A Middletown, New Jersey man was arrested for allegedly assaulting a peace officer when he attempted to cut in line at a Target.  Christopher Melchionna, age 28, is alleged to have attempted to cut in line twice, the second time charging into an officer, and refusing to follow instructions which led to his arrest.  According to an official statement of the incident, Melchionna was intoxicated at the time.
In Madison, Wisconsin, a 21-year old black woman named Lanissa Lattimore was trying to cut in line at a Toys R Us when confronted by those already in line.   When confronted and told to get to the end of the line, Lattimore allegedly threatened to get her gun and start shooting.  She was later arrested for disorderly conduct when police arrived and could not find any firearms.
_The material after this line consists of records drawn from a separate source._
use anyhow::Result;
use clap::{Parser, Subcommand};
use std::path::PathBuf;

use sprintboard::logging::{self, LogFormat};

mod cmd;

#[derive(Parser)]
#[command(name = "sprintboard")]
#[command(version, about = "Sprint planning and kanban task tracking back-end")]
pub struct Cli {
    #[arg(short, long, global = true)]
    pub verbose: bool,

    /// Log output format
    #[arg(long, value_enum, default_value_t = LogFormat::Pretty, global = true)]
    pub log_format: LogFormat,

    /// Path to sprintboard.toml
    #[arg(long, global = true, default_value = sprintboard::config::CONFIG_FILE_NAME)]
    pub config: PathBuf,

    #[command(subcommand)]
    pub command: Commands,
}

#[derive(Subcommand)]
pub enum Commands {
    /// Start the HTTP API server
    Serve {
        /// Port to serve on
        #[arg(short, long)]
        port: Option<u16>,

        /// Interface to bind
        #[arg(long)]
        host: Option<String>,

        /// Database path
        #[arg(long)]
        db_path: Option<PathBuf>,

        /// Enable dev mode (permissive CORS, bind all interfaces)
        #[arg(long)]
        dev: bool,
    },
    /// Create the database and run migrations without serving
    Init {
        /// Database path
        #[arg(long)]
        db_path: Option<PathBuf>,
    },
    /// View or validate configuration
    Config {
        #[command(subcommand)]
        command: Option<ConfigCommands>,
    },
}

#[derive(Subcommand, Clone)]
pub enum ConfigCommands {
    /// Show the effective configuration
    Show,
    /// Validate configuration and show any warnings
    Validate,
    /// Write a default sprintboard.toml
    Init,
}

#[tokio::main]
async fn main() -> Result<()> {
    let cli = Cli::parse();
    logging::init(cli.verbose, cli.log_format)?;

    match &cli.command {
        Commands::Serve {
            port,
            host,
            db_path,
            dev,
        } => {
            cmd::cmd_serve(
                &cli.config,
                cmd::ServeOverrides {
                    port: *port,
                    host: host.clone(),
                    db_path: db_path.clone(),
                    dev: *dev,
                },
            )
            .await?
        }
        Commands::Init { db_path } => cmd::cmd_init(&cli.config, db_path.clone())?,
        Commands::Config { command } => cmd::cmd_config(&cli.config, command.clone())?,
    }

    Ok(())
}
Customers at a Saginaw, Michigan mall saw a small brawl that wound up with seven arrested.  All arrested were between the ages of 14 and 21.
In Sacramento, California, pushing and shoving among customers and store security personnel at a Wal-Mart caused local police and store managers to evacuate the store, directing all customers to leave their carts and wait outside until order could be restored.
There were no reported Black Friday deaths this season.  Other incidents of Black Friday shopping rage were reported around the country, but most were minor.
In the Imperial Valley, some enthusiasm for early holiday bargains was tempered by a more than two hour wait at the Mexicali-Calexico border.  Many critics suggested that the wait could have curtailed an additional 30% increase in sales for local businesses.
Many of the local big retailers were still packed with early morning shoppers, but reports from downtown El Centro paint a mixed picture there.  Other downtown areas reported similar results on Friday.
For some, holiday shopping didn’t begin until Cyber Monday, when many workers used their office’s online connection to do some of their holiday shopping.  This year, online bank PayPal said that there was a 25% increase in online traffic through their service compared to 2009.
Websites like Amazon.com, Walmart.com eBay and others posted larger than ever web visits compared to previous years.
It was estimated that almost 107 million sales would be generated on Cyber Monday, as compared to 96 million last year.  While the majority of those sales would come from a computer, a growing percentage would come from cell phones, showing the increasing power of the portable devices.
Cyber Monday is expected to generate nearly $22 billion in retail sales.
While Black Friday is the biggest shopping day of the holiday season, many retail experts say that excellent deals will be available until December 24th and beyond.